RECORDS SUPPLIED:
________

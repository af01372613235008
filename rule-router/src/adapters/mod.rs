//! Broker adapter contract and the pieces the core owns around it.
//!
//! Concrete MQTT/NATS client bindings live outside this crate behind the
//! [`Broker`] trait; the core contributes the contract itself, the
//! topic↔subject translation for NATS-style adapters, the multi-broker
//! manager and an in-process loopback broker used by the binary's `memory`
//! broker kind and by the test suites.

mod broker;
mod in_proc;
mod manager;
pub mod subject;

pub use broker::{Broker, BrokerRole, BrokerState, MessageListener};
pub use in_proc::InProcBroker;
pub use manager::{BrokerManager, IngressListener};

________

YOUR OBJECTIVE: Starting at the first line, transcribe the material through to the last.

THE COMPLETED TASK:
repository af01372613235008
filename rule-router/src/adapters/mod.rs
//! Broker adapter contract and the pieces the core owns around it.
//!
//! Concrete MQTT/NATS client bindings live outside this crate behind the
//! [`Broker`] trait; the core contributes the contract itself, the
//! topic↔subject translation for NATS-style adapters, the multi-broker
//! manager and an in-process loopback broker used by the binary's `memory`
//! broker kind and by the test suites.

mod broker;
mod in_proc;
mod manager;
pub mod subject;

pub use broker::{Broker, BrokerRole, BrokerState, MessageListener};
pub use in_proc::InProcBroker;
pub use manager::{BrokerManager, IngressListener};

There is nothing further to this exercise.